Bildungsferne Schicht?

Die Prämisse, auf der die Idee der “offenen Universität” basiert, lautet: Kinder aus “bildungsfernen Schichten” sind zu dumm oder im Elternhaus zu wenig unterstützt oder zu langsam im Lernen oder in welcher Weise auch immer defizitär, als dass sie es auf dem normalen Wege schaffen könnten, einen Studienplatz an einer Universität oder einer Fachhochschule zu ergattern. Weil aber der demographische Wandel Lücken in die Besetzung der Hörsäle schlägt, muss man die freiwerdenden Plätze nun notgedrungen mit Kindern aus “bildungsfernen Schichten” besetzen und ihnen entsprechend ihrer defizitären Ausgangslage für Bildung entgegenkommen: Ansprüche reduzieren, unter die Arme greifen, helfen, leiten und führen, wie man das halt so tut, als wohlmeinender Onkel bzw. wohlmeindende Tante.

Mich bringt eine derartig offene Geringschätzung von Kindern aus Arbeiterfamilien und die Instrumentalisierung der Verfügungsmasse aus der “bildungsfernen Schicht”  mitterweile derart in Rage, dass ich dazu übergegangen bin, zurückzuschlagen. Warum? Nun, ich bin ein Kind aus der “bildungsfernen Schicht”, ich komme aus der Arbeiterschicht und habe es geschafft, ganz ohne die Hilfe von wohlmeindenen Ministerinnen aus der Mittelschicht, ein Studium zu absolvieren.
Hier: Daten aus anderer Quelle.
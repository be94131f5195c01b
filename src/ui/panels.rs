use eframe::egui::{self, Color32, RichText, ScrollArea, Ui};

use crate::config::DATASET_URL;
use crate::data::filter::FilterParams;
use crate::data::model::{COLUMNS, Column};
use crate::state::AppState;

// ---------------------------------------------------------------------------
// Left side panel – filter widgets
// ---------------------------------------------------------------------------

/// Render the left filter panel.
pub fn side_panel(ui: &mut Ui, state: &mut AppState) {
    ui.heading("Filters");
    ui.separator();

    let dataset = match &state.dataset {
        Some(ds) => ds,
        None => {
            ui.label("No dataset loaded.");
            return;
        }
    };

    // Slider bounds and selector options come from the full table, not the
    // filtered view.
    let (rm_lo, rm_hi) = dataset.range(Column::Rm).unwrap_or((0.0, 0.0));
    let (crim_lo, crim_hi) = dataset.range(Column::Crim).unwrap_or((0.0, 0.0));
    let river_values = dataset.river_values();

    let mut params: FilterParams = state.params;

    ScrollArea::vertical()
        .auto_shrink([false, false])
        .show(ui, |ui: &mut Ui| {
            ui.strong("Average Number of Rooms");
            ui.add(egui::Slider::new(&mut params.min_rooms, rm_lo..=rm_hi))
                .on_hover_text("Rows shown have strictly more rooms than this");
            ui.add_space(8.0);

            ui.strong("Per Capita Crime Rate");
            ui.add(egui::Slider::new(&mut params.max_crime, crim_lo..=crim_hi))
                .on_hover_text("Rows shown have a strictly lower crime rate than this");
            ui.add_space(8.0);

            ui.strong("Charles River Dummy Variable");
            ui.label(RichText::new("1 if tract bounds river; 0 otherwise").small().weak());
            let selected_text = match params.river {
                Some(v) => v.to_string(),
                None => "Choose an option".to_string(),
            };
            egui::ComboBox::from_id_salt("river_flag")
                .selected_text(selected_text)
                .show_ui(ui, |ui: &mut Ui| {
                    ui.selectable_value(&mut params.river, None, "No selection");
                    for v in &river_values {
                        ui.selectable_value(&mut params.river, Some(*v), v.to_string());
                    }
                });
        });

    state.set_params(params);
}

// ---------------------------------------------------------------------------
// Top bar
// ---------------------------------------------------------------------------

/// Render the top menu / toolbar.
pub fn top_bar(ui: &mut Ui, state: &mut AppState) {
    egui::menu::bar(ui, |ui: &mut Ui| {
        ui.menu_button("File", |ui: &mut Ui| {
            if ui.button("Open…").clicked() {
                open_file_dialog(state);
                ui.close_menu();
            }
            if ui.button("Reload from web").clicked() {
                state.load_url(DATASET_URL);
                ui.close_menu();
            }
        });

        ui.separator();

        if let Some(ds) = &state.dataset {
            ui.label(format!(
                "{} records loaded, {} visible",
                ds.len(),
                state.visible.len()
            ));
        }
        if let Some(source) = &state.source {
            ui.label(RichText::new(source).weak());
        }

        if let Some(msg) = &state.status_message {
            ui.label(RichText::new(msg).color(Color32::RED));
        }
    });
}

// ---------------------------------------------------------------------------
// Page header
// ---------------------------------------------------------------------------

const WELCOME: &str = "This interactive application provides a comprehensive exploration of the \
Boston Housing dataset, a collection of data about various housing attributes in the Boston \
area. The dataset includes information on aspects like crime rates, property tax rates, \
average number of rooms per dwelling, and more. It's an invaluable tool for understanding \
housing trends and characteristics in Boston.";

const HOW_TO_USE: [(&str, &str); 4] = [
    (
        "Adjust the Filters",
        "Use the sliders and selector in the side panel to filter the data based on various \
         housing attributes, such as the average number of rooms, crime rate, or whether the \
         property is close to the Charles River.",
    ),
    (
        "View the Data",
        "After adjusting the filters, observe how the data table in the main section updates \
         in real-time to reflect your selections.",
    ),
    (
        "Explore the Visualizations",
        "Interactive plots display the relationships between different housing attributes. \
         Hover over the points in the scatter plots for more detailed information.",
    ),
    (
        "Gain Insights",
        "Use this app to uncover trends, patterns, and relationships within the Boston \
         housing market.",
    ),
];

const PURPOSE: &str = "This tool is designed for realtors, data analysts, students, and anyone \
interested in the Boston real estate market. It aims to provide an intuitive and interactive \
way to explore and understand the dynamics of housing in Boston.";

const CLOSING: &str =
    "Enjoy exploring the Boston Housing dataset, and discover the insights that lie within!";

/// Title, welcome text, column glossary, usage steps and purpose.
pub fn introduction(ui: &mut Ui) {
    ui.heading(RichText::new("Boston Housing Explorer").size(28.0));
    ui.add_space(4.0);
    ui.strong("Welcome to the Boston Housing Explorer!");
    ui.label(WELCOME);

    egui::CollapsingHeader::new("Dataset overview")
        .default_open(false)
        .show(ui, |ui: &mut Ui| {
            egui::Grid::new("column_glossary")
                .num_columns(2)
                .striped(true)
                .show(ui, |ui: &mut Ui| {
                    for info in COLUMNS.iter().filter(|c| c.column.is_source()) {
                        ui.strong(info.name.to_uppercase());
                        ui.label(info.description);
                        ui.end_row();
                    }
                });
        });

    egui::CollapsingHeader::new("How to use this app")
        .default_open(false)
        .show(ui, |ui: &mut Ui| {
            for (i, (step, detail)) in HOW_TO_USE.iter().enumerate() {
                ui.horizontal_wrapped(|ui: &mut Ui| {
                    ui.strong(format!("{}. {step}:", i + 1));
                    ui.label(*detail);
                });
            }
        });

    egui::CollapsingHeader::new("Purpose")
        .default_open(false)
        .show(ui, |ui: &mut Ui| {
            ui.label(PURPOSE);
            ui.add_space(4.0);
            ui.label(CLOSING);
        });
}

// ---------------------------------------------------------------------------
// File dialog
// ---------------------------------------------------------------------------

pub fn open_file_dialog(state: &mut AppState) {
    let file = rfd::FileDialog::new()
        .set_title("Open housing data")
        .add_filter("CSV", &["csv"])
        .pick_file();

    if let Some(path) = file {
        state.load_path(&path);
    }
}
use serde::Deserialize;

use crate::config::{ORIGIN_LAT, ORIGIN_LON};

// ---------------------------------------------------------------------------
// Column catalogue
// ---------------------------------------------------------------------------

/// Every column of a [`HousingRecord`], source fields first, then the
/// derived coordinates.
#[derive(Debug, Clone, Copy, PartialEq, Eq, Hash)]
pub enum Column {
    Crim,
    Zn,
    Indus,
    Chas,
    Nox,
    Rm,
    Age,
    Dis,
    Rad,
    Tax,
    Ptratio,
    B,
    Lstat,
    Medv,
    Latitude,
    Longitude,
}

/// Name and human-readable description of a column.
#[derive(Debug, Clone, Copy)]
pub struct ColumnInfo {
    pub column: Column,
    pub name: &'static str,
    pub description: &'static str,
}

pub const COLUMNS: [ColumnInfo; 16] = [
    ColumnInfo { column: Column::Crim, name: "crim", description: "Per capita crime rate by town" },
    ColumnInfo { column: Column::Zn, name: "zn", description: "Proportion of residential land zoned for lots over 25,000 sq. ft." },
    ColumnInfo { column: Column::Indus, name: "indus", description: "Proportion of non-retail business acres per town" },
    ColumnInfo { column: Column::Chas, name: "chas", description: "Charles River dummy variable (1 if tract bounds river; 0 otherwise)" },
    ColumnInfo { column: Column::Nox, name: "nox", description: "Nitrogen oxides concentration (parts per 10 million)" },
    ColumnInfo { column: Column::Rm, name: "rm", description: "Average number of rooms per dwelling" },
    ColumnInfo { column: Column::Age, name: "age", description: "Proportion of owner-occupied units built before 1940" },
    ColumnInfo { column: Column::Dis, name: "dis", description: "Weighted distances to five Boston employment centers" },
    ColumnInfo { column: Column::Rad, name: "rad", description: "Index of accessibility to radial highways" },
    ColumnInfo { column: Column::Tax, name: "tax", description: "Full-value property tax rate per $10,000" },
    ColumnInfo { column: Column::Ptratio, name: "ptratio", description: "Pupil-teacher ratio by town" },
    ColumnInfo { column: Column::B, name: "b", description: "1000(Bk - 0.63)^2, where Bk is the proportion of Black residents" },
    ColumnInfo { column: Column::Lstat, name: "lstat", description: "Percentage of lower status of the population" },
    ColumnInfo { column: Column::Medv, name: "medv", description: "Median value of owner-occupied homes in $1000s" },
    ColumnInfo { column: Column::Latitude, name: "latitude", description: "Placeholder latitude derived from the crime rate" },
    ColumnInfo { column: Column::Longitude, name: "longitude", description: "Placeholder longitude derived from the crime rate" },
];

impl Column {
    pub fn info(self) -> &'static ColumnInfo {
        // COLUMNS is declared in enum order.
        &COLUMNS[self as usize]
    }

    pub fn name(self) -> &'static str {
        self.info().name
    }

    /// Whether the column comes from the CSV (as opposed to being derived).
    pub fn is_source(self) -> bool {
        !matches!(self, Column::Latitude | Column::Longitude)
    }

    pub fn is_integer(self) -> bool {
        matches!(self, Column::Chas | Column::Rad)
    }
}

// ---------------------------------------------------------------------------
// HousingRecord – one row of the dataset
// ---------------------------------------------------------------------------

/// The fourteen fields as they appear in the CSV.
#[derive(Debug, Clone, Copy, PartialEq, Deserialize)]
pub struct SourceRow {
    pub crim: f64,
    pub zn: f64,
    pub indus: f64,
    pub chas: i64,
    pub nox: f64,
    pub rm: f64,
    pub age: f64,
    pub dis: f64,
    pub rad: i64,
    pub tax: f64,
    pub ptratio: f64,
    pub b: f64,
    pub lstat: f64,
    pub medv: f64,
}

/// Mock coordinates: a pure function of the crime rate, not a geocode.
pub fn derived_coordinates(crim: f64) -> (f64, f64) {
    (ORIGIN_LAT + crim / 100.0, ORIGIN_LON - crim / 100.0)
}

/// One housing tract plus its placeholder map coordinates.
#[derive(Debug, Clone, Copy, PartialEq)]
pub struct HousingRecord {
    /// Zero-based position in the source CSV.
    pub index: usize,
    pub source: SourceRow,
    pub latitude: f64,
    pub longitude: f64,
}

impl HousingRecord {
    pub fn new(index: usize, source: SourceRow) -> Self {
        let (latitude, longitude) = derived_coordinates(source.crim);
        HousingRecord {
            index,
            source,
            latitude,
            longitude,
        }
    }

    pub fn crim(&self) -> f64 {
        self.source.crim
    }

    pub fn rm(&self) -> f64 {
        self.source.rm
    }

    pub fn chas(&self) -> i64 {
        self.source.chas
    }

    pub fn medv(&self) -> f64 {
        self.source.medv
    }

    /// Numeric value of any column.
    pub fn value(&self, column: Column) -> f64 {
        let s = &self.source;
        match column {
            Column::Crim => s.crim,
            Column::Zn => s.zn,
            Column::Indus => s.indus,
            Column::Chas => s.chas as f64,
            Column::Nox => s.nox,
            Column::Rm => s.rm,
            Column::Age => s.age,
            Column::Dis => s.dis,
            Column::Rad => s.rad as f64,
            Column::Tax => s.tax,
            Column::Ptratio => s.ptratio,
            Column::B => s.b,
            Column::Lstat => s.lstat,
            Column::Medv => s.medv,
            Column::Latitude => self.latitude,
            Column::Longitude => self.longitude,
        }
    }

    /// Cell text for the raw-data table.
    pub fn display(&self, column: Column) -> String {
        if column.is_integer() {
            format!("{}", self.value(column) as i64)
        } else {
            format!("{}", self.value(column))
        }
    }
}

// ---------------------------------------------------------------------------
// HousingTable – an ordered set of records
// ---------------------------------------------------------------------------

/// A loaded dataset or a filtered view of one. Views are built fresh, the
/// records themselves are never edited.
#[derive(Debug, Clone, Default, PartialEq)]
pub struct HousingTable {
    records: Vec<HousingRecord>,
}

impl HousingTable {
    pub fn from_records(records: Vec<HousingRecord>) -> Self {
        HousingTable { records }
    }

    pub fn records(&self) -> &[HousingRecord] {
        &self.records
    }

    pub fn len(&self) -> usize {
        self.records.len()
    }

    pub fn is_empty(&self) -> bool {
        self.records.is_empty()
    }

    /// Observed `(min, max)` of a column, `None` for an empty table.
    pub fn range(&self, column: Column) -> Option<(f64, f64)> {
        self.records.iter().map(|r| r.value(column)).fold(None, |acc, v| match acc {
            None => Some((v, v)),
            Some((lo, hi)) => Some((lo.min(v), hi.max(v))),
        })
    }

    /// Distinct river-flag values in order of first appearance.
    pub fn river_values(&self) -> Vec<i64> {
        let mut values = Vec::new();
        for r in &self.records {
            if !values.contains(&r.chas()) {
                values.push(r.chas());
            }
        }
        values
    }
}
Ich habe die Ansprüche erfüllt, von denen Frau Ministerin der Ansicht ist, sie seien einfach zu hoch für Kinder aus der “bildungsfernen Schicht”, und ich habe die Heuchelei von Politikern wie Ministerin Wanka nun endgültig satt, diese Heuchelei, der die Unterschicht, die Arbeiterschicht oder die “bildungsferne Schicht” immer dann einfällt, wenn es darum geht, für sich selbst und seinesgleichen einen Vorteil zu erheischen und wenn es darum geht, eine Industrie institutionalisierter Hilfe und Sonderbehandlung für ausnahmslos alle aus der “bildungsfernen Schicht” zu etablieren, damit man Horden von Sozialpädagogen, Sozialarbeitern und sonstige Helfer in Lohn und Brot bringt und in jedem Fall verhindert, dass Kinder aus der “bildungsfernen Schicht” ein selbstbestimmtes und von der Mittelschicht nicht beeinträchtigtes Leben führen können.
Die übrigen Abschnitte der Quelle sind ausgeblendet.